Con gli anni capita sempre meno spesso, ma quando capita ha il gusto sincero dell'epifania musicale. Cosa? Quella gioia repentina e quel pizzicore nel retro del cavo auditivo che vi fa capire, dopo un paio di brani scarsi, che un disco ha fatto immediatamente centro. E la gioia è tanto maggiore quanto meno si sa della band, come nel caso di questi Promised Land Sound.

Originari di Nashville, i Promised Land Sound sono fra le incarnazioni più attuali di un suono, o meglio di un sentire, country cosmico assolutamente retrò. Sarà il fatto che l'età media è tipo 22 anni, l'autorevolezza nel maneggiare quasi 50 anni di rock “americano” fa impressione. Che poi di country tout court i ragazzi ne suonano ben poco, ma quell'atmosfera agreste corroborata da buone dosi di good vibrations fra balle di fieno e balle di marijuana la incarnano alla perfezione.

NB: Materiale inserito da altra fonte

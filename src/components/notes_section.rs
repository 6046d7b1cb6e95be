//! Notes Section Component
//!
//! Notes of one item: list with inline edit, remove with confirm, and
//! an add form with a type selector.

use leptos::prelude::*;

use crate::components::DeleteConfirmButton;
use crate::manager::use_hub_store;
use crate::models::NoteType;

/// Notes editor for a single catalog item
#[component]
pub fn NotesSection(item_id: &'static str) -> impl IntoView {
    let hub = use_hub_store();

    let (new_content, set_new_content) = signal(String::new());
    let (new_type, set_new_type) = signal(NoteType::Info);
    // id of the note currently in edit mode, plus its draft text
    let (editing, set_editing) = signal::<Option<String>>(None);
    let (draft, set_draft) = signal(String::new());

    let notes = move || hub.item_notes(item_id);

    let on_add = move |ev: web_sys::SubmitEvent| {
        ev.prevent_default();
        let content = new_content.get().trim().to_string();
        if content.is_empty() {
            return;
        }
        hub.add_note(item_id, &content, new_type.get(), None);
        set_new_content.set(String::new());
    };

    let save_edit = move |note_id: &str| {
        let content = draft.get().trim().to_string();
        if !content.is_empty() {
            hub.update_note(item_id, note_id, &content);
        }
        set_editing.set(None);
    };

    view! {
        <div class="notes-section">
            // key includes updated_at so an edited row re-renders
            <For
                each=notes
                key=|note| format!("{}-{}", note.id, note.updated_at)
                children=move |note| {
                    let note_id = note.id.clone();
                    let remove_id = note.id.clone();
                    let content = note.content.clone();

                    view! {
                        <div class=format!("note-row {}", note.note_type.css_class())>
                            <span class="note-type-tag">{note.note_type.label()}</span>

                            {move || {
                                let is_editing =
                                    editing.get().as_deref() == Some(note_id.as_str());
                                if is_editing {
                                    let save_id = note_id.clone();
                                    let keydown_id = note_id.clone();
                                    view! {
                                        <input
                                            type="text"
                                            class="note-edit-input"
                                            prop:value=move || draft.get()
                                            on:input=move |ev| set_draft.set(event_target_value(&ev))
                                            on:blur=move |_| save_edit(&save_id)
                                            on:keydown=move |ev: web_sys::KeyboardEvent| {
                                                if ev.key() == "Enter" {
                                                    ev.prevent_default();
                                                    save_edit(&keydown_id);
                                                } else if ev.key() == "Escape" {
                                                    set_editing.set(None);
                                                }
                                            }
                                        />
                                    }.into_any()
                                } else {
                                    let edit_id = note_id.clone();
                                    let shown = content.clone();
                                    let draft_seed = content.clone();
                                    view! {
                                        <span
                                            class="note-content"
                                            title="click to edit"
                                            on:click=move |_| {
                                                set_draft.set(draft_seed.clone());
                                                set_editing.set(Some(edit_id.clone()));
                                            }
                                        >
                                            {shown}
                                        </span>
                                    }.into_any()
                                }
                            }}

                            {note.author.clone().map(|author| view! {
                                <span class="note-author">{author}</span>
                            })}

                            <DeleteConfirmButton
                                button_class="note-remove-btn"
                                on_confirm=Callback::new(move |_| {
                                    hub.remove_note(item_id, &remove_id);
                                })
                            />
                        </div>
                    }
                }
            />

            <form class="note-add-form" on:submit=on_add>
                <div class="add-row">
                    <input
                        type="text"
                        placeholder="Add note..."
                        prop:value=move || new_content.get()
                        on:input=move |ev| set_new_content.set(event_target_value(&ev))
                    />
                    <button type="submit">"Add"</button>
                </div>
                <div class="type-selector-row">
                    {NoteType::ALL.iter().map(|&note_type| {
                        let is_selected = move || new_type.get() == note_type;
                        view! {
                            <button
                                type="button"
                                class=move || if is_selected() {
                                    format!("type-btn small active {}", note_type.css_class())
                                } else {
                                    "type-btn small".to_string()
                                }
                                on:click=move |_| set_new_type.set(note_type)
                            >
                                {note_type.label()}
                            </button>
                        }
                    }).collect_view()}
                </div>
            </form>
        </div>
    }
}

Partendo dal sogno Byrdsiano che si scioglie in un morbido abbraccio ritmicamente psichedelico di “Push And Pull (All The Time)” è un dipanarsi quasi fastidioso di brani dagli intrecci perfetti e mai scontati, instant classic in una realtà alternativa ferma al 1971. Inoltre l'alternarsi dei due fratelli Scala alla voce provoca reazioni differenti, soprattutto per il timbro smaccatamente Dylaniano di uno dei due. Che, se devo esserer sincero, è la discriminante fondamentale che vi potrà far bollare il disco come pure derivativismo o con un suo valore intrinseco. Immagino che dopo i primi 10 secondi di “Otherwordly Pleasures” vi verrà da prendere la vostra copia di Highway 61 pensando sia una outtake. Bellissimi e pieni di screziature policrome (quindi mai banali) i brani più mellow, come “Through The Seasons”, pura California '68, oppure “Canfield Drive”, pezzo West Coast che potrebbe scrivere un Jonathan Wilson.

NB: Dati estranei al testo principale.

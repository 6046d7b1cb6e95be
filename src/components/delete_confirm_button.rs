//! Delete Confirm Button Component
//!
//! Reusable inline delete confirmation button with confirm/cancel actions.

use leptos::prelude::*;

/// Inline delete confirmation button
///
/// Shows a × button initially. When clicked, shows "Remove?" with ✓/✗
/// buttons so a stray click never destroys state.
#[component]
pub fn DeleteConfirmButton(
    #[prop(into)] button_class: String,
    #[prop(into)] on_confirm: Callback<()>,
) -> impl IntoView {
    let (confirm_delete, set_confirm_delete) = signal(false);

    view! {
        <Show when=move || !confirm_delete.get()>
            <button
                class=button_class.clone()
                on:click=move |ev| {
                    ev.stop_propagation();
                    set_confirm_delete.set(true);
                }
            >
                "×"
            </button>
        </Show>
        <Show when=move || confirm_delete.get()>
            <span class="delete-confirm">
                <span class="delete-confirm-text">"Remove?"</span>
                <button
                    class="confirm-btn"
                    on:click=move |ev| {
                        ev.stop_propagation();
                        set_confirm_delete.set(false);
                        on_confirm.run(());
                    }
                >
                    "✓"
                </button>
                <button
                    class="cancel-btn"
                    on:click=move |ev| {
                        ev.stop_propagation();
                        set_confirm_delete.set(false);
                    }
                >
                    "✗"
                </button>
            </span>
        </Show>
    }
}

Ecco è forse Wilson, quello del primo e favoloso disco, il paragone più calzante fra i contemporanei (un po' un ossimoro, visto che Wilson è un altro musicista dedito al reimpasto di musica retrò). Difficile saltare qualche brano, tutti hanno al loro interno sfaccettature differenti ma che si completano alla perfezione. Dal folk con fingerpicking di “Dialogue”, a quello elettrico stile Quicksilver di “Better Company”, alla Space Oddity trasfigurata country di She Takes Me There”, fino al sound quasi hard psych di “Golden Child”, che sembra un pezzo dei White Denim.

Insieme a Ryley Walker, fra i miei personali dischi dell'anno scorso.